### What you need to do
Scan the material for the word "first" and copy each line where it occurs.

### Data for the task
§
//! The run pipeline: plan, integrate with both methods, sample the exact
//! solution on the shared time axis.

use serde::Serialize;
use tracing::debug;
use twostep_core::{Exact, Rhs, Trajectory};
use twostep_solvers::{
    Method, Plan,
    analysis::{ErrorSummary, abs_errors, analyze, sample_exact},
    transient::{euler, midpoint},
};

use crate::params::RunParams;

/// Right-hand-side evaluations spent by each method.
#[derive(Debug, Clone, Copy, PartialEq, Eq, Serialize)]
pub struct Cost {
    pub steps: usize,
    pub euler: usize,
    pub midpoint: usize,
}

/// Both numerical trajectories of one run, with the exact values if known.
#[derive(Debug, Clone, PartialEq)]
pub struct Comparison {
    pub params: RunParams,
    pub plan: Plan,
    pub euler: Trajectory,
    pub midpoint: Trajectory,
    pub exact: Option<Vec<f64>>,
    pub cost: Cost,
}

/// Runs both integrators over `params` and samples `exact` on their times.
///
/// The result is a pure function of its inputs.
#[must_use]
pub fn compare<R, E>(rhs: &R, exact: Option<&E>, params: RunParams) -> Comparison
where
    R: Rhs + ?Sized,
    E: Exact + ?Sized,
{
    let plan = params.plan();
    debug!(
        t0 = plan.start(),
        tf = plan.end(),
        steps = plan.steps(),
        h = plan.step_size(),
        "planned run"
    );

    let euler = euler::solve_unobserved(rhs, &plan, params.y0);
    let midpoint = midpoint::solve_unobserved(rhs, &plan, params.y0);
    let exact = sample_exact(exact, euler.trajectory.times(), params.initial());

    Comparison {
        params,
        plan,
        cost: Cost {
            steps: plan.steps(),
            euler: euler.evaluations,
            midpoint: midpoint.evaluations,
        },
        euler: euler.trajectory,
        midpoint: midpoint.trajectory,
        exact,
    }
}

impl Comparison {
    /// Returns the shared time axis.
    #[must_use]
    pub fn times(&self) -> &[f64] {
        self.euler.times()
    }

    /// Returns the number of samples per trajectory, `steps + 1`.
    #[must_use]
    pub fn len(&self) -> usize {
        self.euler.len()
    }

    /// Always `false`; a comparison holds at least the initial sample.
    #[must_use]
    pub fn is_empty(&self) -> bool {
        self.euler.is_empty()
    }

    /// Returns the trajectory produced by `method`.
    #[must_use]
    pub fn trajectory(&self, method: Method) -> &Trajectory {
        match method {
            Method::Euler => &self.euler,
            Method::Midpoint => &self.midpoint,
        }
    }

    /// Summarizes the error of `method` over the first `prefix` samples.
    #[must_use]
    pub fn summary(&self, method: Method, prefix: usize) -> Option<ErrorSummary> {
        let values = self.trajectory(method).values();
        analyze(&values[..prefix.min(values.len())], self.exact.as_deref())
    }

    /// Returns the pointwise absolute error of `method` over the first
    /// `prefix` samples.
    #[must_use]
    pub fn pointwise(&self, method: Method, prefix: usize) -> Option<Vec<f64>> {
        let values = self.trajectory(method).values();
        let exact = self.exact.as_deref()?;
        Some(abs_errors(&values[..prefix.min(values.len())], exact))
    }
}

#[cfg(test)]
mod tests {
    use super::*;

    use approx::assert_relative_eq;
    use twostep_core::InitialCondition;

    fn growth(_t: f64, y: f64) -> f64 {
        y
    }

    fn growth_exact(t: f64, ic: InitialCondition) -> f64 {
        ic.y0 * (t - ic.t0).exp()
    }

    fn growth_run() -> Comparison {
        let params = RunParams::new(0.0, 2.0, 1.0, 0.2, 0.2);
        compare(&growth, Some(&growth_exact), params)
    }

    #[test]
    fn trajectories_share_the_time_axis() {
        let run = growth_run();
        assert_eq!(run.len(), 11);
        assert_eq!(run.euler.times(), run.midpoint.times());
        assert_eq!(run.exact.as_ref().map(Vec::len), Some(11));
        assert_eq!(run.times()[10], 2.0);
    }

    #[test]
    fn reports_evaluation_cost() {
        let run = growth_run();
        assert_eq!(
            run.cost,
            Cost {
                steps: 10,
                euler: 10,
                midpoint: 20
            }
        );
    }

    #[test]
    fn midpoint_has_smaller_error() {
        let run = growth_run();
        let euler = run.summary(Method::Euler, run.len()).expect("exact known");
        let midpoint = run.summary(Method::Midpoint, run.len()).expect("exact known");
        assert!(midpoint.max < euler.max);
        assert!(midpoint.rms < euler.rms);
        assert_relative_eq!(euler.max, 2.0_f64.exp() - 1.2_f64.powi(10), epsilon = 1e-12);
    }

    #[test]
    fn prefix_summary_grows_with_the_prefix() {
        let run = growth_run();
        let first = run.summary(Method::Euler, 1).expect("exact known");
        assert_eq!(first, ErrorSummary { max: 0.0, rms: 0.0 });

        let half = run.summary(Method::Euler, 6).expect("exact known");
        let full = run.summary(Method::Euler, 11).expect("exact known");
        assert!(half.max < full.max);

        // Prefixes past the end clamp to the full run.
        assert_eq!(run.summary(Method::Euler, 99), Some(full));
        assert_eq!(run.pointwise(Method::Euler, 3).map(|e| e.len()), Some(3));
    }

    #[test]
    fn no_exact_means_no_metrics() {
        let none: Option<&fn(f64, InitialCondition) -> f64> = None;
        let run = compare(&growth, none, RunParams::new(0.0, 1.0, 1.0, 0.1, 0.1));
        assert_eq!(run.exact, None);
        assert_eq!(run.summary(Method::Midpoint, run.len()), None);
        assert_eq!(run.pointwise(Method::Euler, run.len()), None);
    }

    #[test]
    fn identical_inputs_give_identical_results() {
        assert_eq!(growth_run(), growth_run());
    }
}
§
### Result for this task
    /// Summarizes the error of `method` over the first `prefix` samples.
    /// Returns the pointwise absolute error of `method` over the first
        let first = run.summary(Method::Euler, 1).expect("exact known");
        assert_eq!(first, ErrorSummary { max: 0.0, rms: 0.0 });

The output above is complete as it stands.